(Collected data)
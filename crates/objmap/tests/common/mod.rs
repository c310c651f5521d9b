//! Fixture classes shared by the integration tests.

#![allow(dead_code)]

use objmap::{ConstructError, EnumDescriptor, Mappable, MappedEnum, Params, Value};

pub fn init_tracing() {
    let _ = tracing_subscriber::fmt()
        .with_env_filter(tracing_subscriber::EnvFilter::from_default_env())
        .with_test_writer()
        .try_init();
}

#[derive(Debug, Clone, Copy, PartialEq, Eq)]
pub enum Priority {
    Low,
    Normal,
    Urgent,
}

impl MappedEnum for Priority {
    const DESCRIPTOR: &'static EnumDescriptor = &EnumDescriptor::new(
        "Priority",
        &[("LOW", 1), ("NORMAL", 2), ("URGENT", 3)],
    );

    fn ordinal(self) -> usize {
        self as usize
    }

    fn from_ordinal(ordinal: usize) -> Option<Self> {
        [Self::Low, Self::Normal, Self::Urgent].get(ordinal).copied()
    }
}

impl From<Priority> for Value {
    fn from(priority: Priority) -> Self {
        Value::Enum(priority.to_enum_value())
    }
}

#[derive(Debug, Clone, PartialEq)]
pub struct Ticket {
    pub id: i64,
    pub title: String,
    pub priority: Priority,
    pub assignee: Option<String>,
}

impl Mappable for Ticket {
    const CLASS_NAME: &'static str = "Ticket";
    const FIELDS: &'static [&'static str] = &["id", "title", "priority", "assignee"];

    fn field(&self, name: &str) -> Option<Value> {
        match name {
            "id" => Some(self.id.into()),
            "title" => Some(self.title.clone().into()),
            "priority" => Some(self.priority.into()),
            "assignee" => Some(self.assignee.clone().into()),
            _ => None,
        }
    }

    fn construct(mut params: Params) -> Result<Self, ConstructError> {
        let ticket = Self {
            id: params.take("id")?,
            title: params.take("title")?,
            priority: params.take_enum("priority")?,
            assignee: params.take("assignee")?,
        };
        params.finish()?;
        Ok(ticket)
    }

    fn prototype() -> Option<Self> {
        Some(Self {
            id: 0,
            title: String::new(),
            priority: Priority::Normal,
            assignee: None,
        })
    }
}

pub fn sample_ticket() -> Ticket {
    Ticket {
        id: 7,
        title: "Printer jam".to_string(),
        priority: Priority::Urgent,
        assignee: Some("dana".to_string()),
    }
}

/// Storage row: priority as its number, assignee renamed to owner.
#[derive(Debug, Clone, PartialEq)]
pub struct TicketRow {
    pub id: i64,
    pub title: String,
    pub priority: i64,
    pub owner: Option<String>,
}

impl Mappable for TicketRow {
    const CLASS_NAME: &'static str = "TicketRow";
    const FIELDS: &'static [&'static str] = &["id", "title", "priority", "owner"];

    fn field(&self, name: &str) -> Option<Value> {
        match name {
            "id" => Some(self.id.into()),
            "title" => Some(self.title.clone().into()),
            "priority" => Some(self.priority.into()),
            "owner" => Some(self.owner.clone().into()),
            _ => None,
        }
    }

    fn construct(mut params: Params) -> Result<Self, ConstructError> {
        let row = Self {
            id: params.take("id")?,
            title: params.take("title")?,
            priority: params.take("priority")?,
            owner: params.take("owner")?,
        };
        params.finish()?;
        Ok(row)
    }

    fn prototype() -> Option<Self> {
        Some(Self {
            id: 0,
            title: String::new(),
            priority: 0,
            owner: None,
        })
    }
}

/// Display form: priority as its symbolic name.
#[derive(Debug, Clone, PartialEq)]
pub struct TicketLabel {
    pub id: i64,
    pub title: String,
    pub priority: String,
}

impl Mappable for TicketLabel {
    const CLASS_NAME: &'static str = "TicketLabel";
    const FIELDS: &'static [&'static str] = &["id", "title", "priority"];

    fn field(&self, name: &str) -> Option<Value> {
        match name {
            "id" => Some(self.id.into()),
            "title" => Some(self.title.clone().into()),
            "priority" => Some(self.priority.clone().into()),
            _ => None,
        }
    }

    fn construct(mut params: Params) -> Result<Self, ConstructError> {
        let label = Self {
            id: params.take("id")?,
            title: params.take("title")?,
            priority: params.take("priority")?,
        };
        params.finish()?;
        Ok(label)
    }

    fn prototype() -> Option<Self> {
        Some(Self {
            id: 0,
            title: String::new(),
            priority: String::new(),
        })
    }
}

/// Requires a `summary` no ticket provides.
#[derive(Debug, Clone, PartialEq)]
pub struct TicketSummary {
    pub id: i64,
    pub title: String,
    pub summary: String,
}

impl Mappable for TicketSummary {
    const CLASS_NAME: &'static str = "TicketSummary";
    const FIELDS: &'static [&'static str] = &["id", "title", "summary"];

    fn field(&self, name: &str) -> Option<Value> {
        match name {
            "id" => Some(self.id.into()),
            "title" => Some(self.title.clone().into()),
            "summary" => Some(self.summary.clone().into()),
            _ => None,
        }
    }

    fn construct(mut params: Params) -> Result<Self, ConstructError> {
        let summary = Self {
            id: params.take("id")?,
            title: params.take("title")?,
            summary: params.take("summary")?,
        };
        params.finish()?;
        Ok(summary)
    }

    fn prototype() -> Option<Self> {
        Some(Self {
            id: 0,
            title: String::new(),
            summary: String::new(),
        })
    }
}

/// No prototype: only explicit mappings reach it.
#[derive(Debug, Clone, PartialEq)]
pub struct Archive {
    pub reference: i64,
    pub title: Option<String>,
}

impl Mappable for Archive {
    const CLASS_NAME: &'static str = "Archive";
    const FIELDS: &'static [&'static str] = &["reference", "title"];

    fn field(&self, name: &str) -> Option<Value> {
        match name {
            "reference" => Some(self.reference.into()),
            "title" => Some(self.title.clone().into()),
            _ => None,
        }
    }

    fn construct(mut params: Params) -> Result<Self, ConstructError> {
        let archive = Self {
            reference: params.take("reference")?,
            title: params.take("title")?,
        };
        params.finish()?;
        Ok(archive)
    }
}

#[derive(Debug, Clone, PartialEq)]
pub struct Invoice {
    pub number: i64,
}

impl Mappable for Invoice {
    const CLASS_NAME: &'static str = "Invoice";
    const FIELDS: &'static [&'static str] = &["number"];

    fn field(&self, name: &str) -> Option<Value> {
        (name == "number").then(|| self.number.into())
    }

    fn construct(mut params: Params) -> Result<Self, ConstructError> {
        let invoice = Self {
            number: params.take("number")?,
        };
        params.finish()?;
        Ok(invoice)
    }
}

#[derive(Debug, Clone, PartialEq, Default)]
pub struct Customer {
    pub name: String,
    pub email: String,
}

impl Mappable for Customer {
    const CLASS_NAME: &'static str = "Customer";
    const FIELDS: &'static [&'static str] = &["name", "email"];

    fn field(&self, name: &str) -> Option<Value> {
        match name {
            "name" => Some(self.name.clone().into()),
            "email" => Some(self.email.clone().into()),
            _ => None,
        }
    }

    fn construct(mut params: Params) -> Result<Self, ConstructError> {
        let customer = Self {
            name: params.take("name")?,
            email: params.take("email")?,
        };
        params.finish()?;
        Ok(customer)
    }

    fn prototype() -> Option<Self> {
        Some(Self::default())
    }
}

#[derive(Debug, Clone, PartialEq, Default)]
pub struct CustomerDto {
    pub name: String,
    pub email_address: String,
}

impl Mappable for CustomerDto {
    const CLASS_NAME: &'static str = "CustomerDto";
    const FIELDS: &'static [&'static str] = &["name", "email_address"];

    fn field(&self, name: &str) -> Option<Value> {
        match name {
            "name" => Some(self.name.clone().into()),
            "email_address" => Some(self.email_address.clone().into()),
            _ => None,
        }
    }

    fn construct(mut params: Params) -> Result<Self, ConstructError> {
        let customer = Self {
            name: params.take("name")?,
            email_address: params.take("email_address")?,
        };
        params.finish()?;
        Ok(customer)
    }

    fn prototype() -> Option<Self> {
        Some(Self::default())
    }
}

#[derive(Debug, Clone, PartialEq, Default)]
pub struct Order {
    pub id: i64,
    pub customer: Customer,
}

impl Mappable for Order {
    const CLASS_NAME: &'static str = "Order";
    const FIELDS: &'static [&'static str] = &["id", "customer"];

    fn field(&self, name: &str) -> Option<Value> {
        match name {
            "id" => Some(self.id.into()),
            "customer" => Some(Value::object(self.customer.clone())),
            _ => None,
        }
    }

    fn construct(mut params: Params) -> Result<Self, ConstructError> {
        let order = Self {
            id: params.take("id")?,
            customer: params.take_object("customer")?,
        };
        params.finish()?;
        Ok(order)
    }

    fn prototype() -> Option<Self> {
        Some(Self::default())
    }
}

#[derive(Debug, Clone, PartialEq, Default)]
pub struct OrderDto {
    pub id: i64,
    pub customer: CustomerDto,
}

impl Mappable for OrderDto {
    const CLASS_NAME: &'static str = "OrderDto";
    const FIELDS: &'static [&'static str] = &["id", "customer"];

    fn field(&self, name: &str) -> Option<Value> {
        match name {
            "id" => Some(self.id.into()),
            "customer" => Some(Value::object(self.customer.clone())),
            _ => None,
        }
    }

    fn construct(mut params: Params) -> Result<Self, ConstructError> {
        let order = Self {
            id: params.take("id")?,
            customer: params.take_object("customer")?,
        };
        params.finish()?;
        Ok(order)
    }

    fn prototype() -> Option<Self> {
        Some(Self::default())
    }
}

pub fn sample_order() -> Order {
    Order {
        id: 42,
        customer: Customer {
            name: "Ada".to_string(),
            email: "ada@example.com".to_string(),
        },
    }
}

#[derive(Debug, Clone, PartialEq, Default)]
pub struct Point {
    pub x: i64,
    pub y: i64,
    pub label: String,
}

impl Mappable for Point {
    const CLASS_NAME: &'static str = "Point";
    const FIELDS: &'static [&'static str] = &["x", "y", "label"];

    fn field(&self, name: &str) -> Option<Value> {
        match name {
            "x" => Some(self.x.into()),
            "y" => Some(self.y.into()),
            "label" => Some(self.label.clone().into()),
            _ => None,
        }
    }

    fn construct(mut params: Params) -> Result<Self, ConstructError> {
        let point = Self {
            x: params.take("x")?,
            y: params.take("y")?,
            label: params.take("label")?,
        };
        params.finish()?;
        Ok(point)
    }

    fn prototype() -> Option<Self> {
        Some(Self::default())
    }
}

/// Stores the label under a different name.
#[derive(Debug, Clone, PartialEq, Default)]
pub struct PointDto {
    pub x: i64,
    pub y: i64,
    pub name: String,
}

impl Mappable for PointDto {
    const CLASS_NAME: &'static str = "PointDto";
    const FIELDS: &'static [&'static str] = &["x", "y", "name"];

    fn field(&self, name: &str) -> Option<Value> {
        match name {
            "x" => Some(self.x.into()),
            "y" => Some(self.y.into()),
            "name" => Some(self.name.clone().into()),
            _ => None,
        }
    }

    fn construct(mut params: Params) -> Result<Self, ConstructError> {
        let point = Self {
            x: params.take("x")?,
            y: params.take("y")?,
            name: params.take("name")?,
        };
        params.finish()?;
        Ok(point)
    }

    fn prototype() -> Option<Self> {
        Some(Self::default())
    }
}

/// Carries both a display name and a short handle.
#[derive(Debug, Clone, PartialEq, Default)]
pub struct Person {
    pub full_name: String,
    pub name: Option<String>,
}

impl Mappable for Person {
    const CLASS_NAME: &'static str = "Person";
    const FIELDS: &'static [&'static str] = &["full_name", "name"];

    fn field(&self, name: &str) -> Option<Value> {
        match name {
            "full_name" => Some(self.full_name.clone().into()),
            "name" => Some(self.name.clone().into()),
            _ => None,
        }
    }

    fn construct(mut params: Params) -> Result<Self, ConstructError> {
        let person = Self {
            full_name: params.take("full_name")?,
            name: params.take("name")?,
        };
        params.finish()?;
        Ok(person)
    }

    fn prototype() -> Option<Self> {
        Some(Self::default())
    }
}

#[derive(Debug, Clone, PartialEq, Default)]
pub struct Contact {
    pub name: String,
}

impl Mappable for Contact {
    const CLASS_NAME: &'static str = "Contact";
    const FIELDS: &'static [&'static str] = &["name"];

    fn field(&self, name: &str) -> Option<Value> {
        (name == "name").then(|| self.name.clone().into())
    }

    fn construct(mut params: Params) -> Result<Self, ConstructError> {
        let contact = Self {
            name: params.take("name")?,
        };
        params.finish()?;
        Ok(contact)
    }

    fn prototype() -> Option<Self> {
        Some(Self::default())
    }
}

### Task item
Please output an exact copy of the lines above, from the opening line of the data down to the line that contains "let _ = tracing_subscriber::fmt()".

### Response to the exercise
filename crates/objmap/tests/common/mod.rs
repository c310c651f5521d9b
//! Fixture classes shared by the integration tests.

#![allow(dead_code)]

use objmap::{ConstructError, EnumDescriptor, Mappable, MappedEnum, Params, Value};

pub fn init_tracing() {
    let _ = tracing_subscriber::fmt()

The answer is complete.